(Dataset entries)
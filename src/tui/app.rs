//! Application state for the dashboard
//!
//! The App struct holds the session, the prediction worker, and all
//! transient input state needed for rendering and handling events.

use crossterm::event::{KeyCode, KeyEvent, KeyModifiers};
use tracing::debug;

use crate::models::{parse_amount, Category, IncomeSources};
use crate::predict::PredictionWorker;
use crate::services::PlannerSession;

/// Which input field currently has focus
#[derive(Debug, Clone, Copy, PartialEq, Eq, Default)]
pub enum Field {
    #[default]
    Arecanut,
    Salary,
    Coconut,
    Title,
    Amount,
    Category,
}

impl Field {
    /// Focus order, top of the dashboard to bottom
    const ORDER: [Field; 6] = [
        Field::Arecanut,
        Field::Salary,
        Field::Coconut,
        Field::Title,
        Field::Amount,
        Field::Category,
    ];

    fn next(self) -> Self {
        let i = Self::ORDER.iter().position(|f| *f == self).unwrap_or(0);
        Self::ORDER[(i + 1) % Self::ORDER.len()]
    }

    fn prev(self) -> Self {
        let i = Self::ORDER.iter().position(|f| *f == self).unwrap_or(0);
        Self::ORDER[(i + Self::ORDER.len() - 1) % Self::ORDER.len()]
    }

    /// Whether this field belongs to the income form
    fn is_income(self) -> bool {
        matches!(self, Field::Arecanut | Field::Salary | Field::Coconut)
    }
}

/// Main application state
pub struct App {
    /// The planning session
    pub session: PlannerSession,

    /// Background prediction requests
    pub worker: PredictionWorker,

    /// Currency symbol for display
    pub currency_symbol: String,

    /// Whether the app should quit
    pub should_quit: bool,

    /// Currently focused field
    pub focus: Field,

    /// Income form input buffers
    pub arecanut_input: String,
    pub salary_input: String,
    pub coconut_input: String,

    /// Expense form input buffers
    pub title_input: String,
    pub amount_input: String,

    /// Selected index into `Category::all()`
    pub category_index: usize,

    /// Status message to display
    pub status_message: Option<String>,
}

impl App {
    /// Create the dashboard app around a session and worker
    pub fn new(session: PlannerSession, worker: PredictionWorker, currency_symbol: String) -> Self {
        let income = *session.income();
        Self {
            session,
            worker,
            currency_symbol,
            should_quit: false,
            focus: Field::default(),
            arecanut_input: format_input(income.arecanut),
            salary_input: format_input(income.salary),
            coconut_input: format_input(income.coconut),
            title_input: String::new(),
            amount_input: String::new(),
            category_index: 0,
            status_message: None,
        }
    }

    /// The category currently selected in the expense form
    pub fn selected_category(&self) -> Category {
        Category::all()[self.category_index % Category::all().len()]
    }

    /// Handle a key event
    pub fn handle_key(&mut self, key: KeyEvent) {
        // Global shortcuts first
        if key.modifiers.contains(KeyModifiers::CONTROL) {
            match key.code {
                KeyCode::Char('c') | KeyCode::Char('q') => {
                    self.should_quit = true;
                    return;
                }
                KeyCode::Char('p') => {
                    self.request_prediction();
                    return;
                }
                _ => {}
            }
        }

        match key.code {
            KeyCode::Esc => self.should_quit = true,
            KeyCode::Tab => self.focus = self.focus.next(),
            KeyCode::BackTab => self.focus = self.focus.prev(),
            KeyCode::Enter => self.submit(),
            KeyCode::Left if self.focus == Field::Category => {
                let len = Category::all().len();
                self.category_index = (self.category_index + len - 1) % len;
            }
            KeyCode::Right if self.focus == Field::Category => {
                self.category_index = (self.category_index + 1) % Category::all().len();
            }
            KeyCode::Backspace => {
                if let Some(buffer) = self.focused_buffer() {
                    buffer.pop();
                }
            }
            KeyCode::Char(c) => {
                if let Some(buffer) = self.focused_buffer() {
                    buffer.push(c);
                }
            }
            _ => {}
        }
    }

    /// Called on every tick: apply any finished prediction request
    pub fn on_tick(&mut self) {
        if let Some(result) = self.worker.poll() {
            self.session.finish_prediction(result);
        }
    }

    /// Submit the form the focused field belongs to
    fn submit(&mut self) {
        if self.focus.is_income() {
            self.compute_plan();
        } else {
            self.add_expense();
        }
    }

    /// Parse the income fields and compute a plan
    fn compute_plan(&mut self) {
        let fields = [
            ("arecanut", self.arecanut_input.clone()),
            ("salary", self.salary_input.clone()),
            ("coconut", self.coconut_input.clone()),
        ];

        let mut values = [0.0f64; 3];
        for (i, (name, raw)) in fields.iter().enumerate() {
            match parse_amount(raw) {
                Ok(v) => values[i] = v,
                Err(e) => {
                    self.status_message = Some(format!("{} income: {}", name, e));
                    return;
                }
            }
        }

        self.session
            .set_income(IncomeSources::new(values[0], values[1], values[2]));
        match self.session.compute_plan() {
            Ok(plan) => {
                debug!(total = plan.total_income, "plan computed");
                self.status_message = Some("Plan updated.".to_string());
            }
            Err(e) => self.status_message = Some(e.to_string()),
        }
    }

    /// Parse the expense form and append an entry to the ledger
    fn add_expense(&mut self) {
        let amount = match parse_amount(&self.amount_input) {
            Ok(v) => v,
            Err(e) => {
                self.status_message = Some(format!("amount: {}", e));
                return;
            }
        };

        let title = self.title_input.clone();
        match self.session.add_expense(title, amount, self.selected_category()) {
            Ok(()) => {
                self.title_input.clear();
                self.amount_input.clear();
                self.status_message = Some("Expense added.".to_string());
            }
            Err(e) => self.status_message = Some(e.to_string()),
        }
    }

    /// Kick off a prediction request for the current ledger total
    fn request_prediction(&mut self) {
        self.session.begin_prediction();
        let seq = self.worker.request(self.session.prediction_history());
        debug!(seq, "prediction requested");
        self.status_message = Some("Requesting prediction...".to_string());
    }

    /// Mutable access to the text buffer behind the focused field
    fn focused_buffer(&mut self) -> Option<&mut String> {
        match self.focus {
            Field::Arecanut => Some(&mut self.arecanut_input),
            Field::Salary => Some(&mut self.salary_input),
            Field::Coconut => Some(&mut self.coconut_input),
            Field::Title => Some(&mut self.title_input),
            Field::Amount => Some(&mut self.amount_input),
            Field::Category => None,
        }
    }
}

/// Seed an input buffer from a numeric value, skipping a trailing ".0"
fn format_input(value: f64) -> String {
    if value == 0.0 {
        String::new()
    } else if value.fract() == 0.0 {
        format!("{}", value as i64)
    } else {
        format!("{}", value)
    }
}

§ What is required: Return all lines in the entries above that carry the word "buffers".

§ Task result:
    /// Income form input buffers
    /// Expense form input buffers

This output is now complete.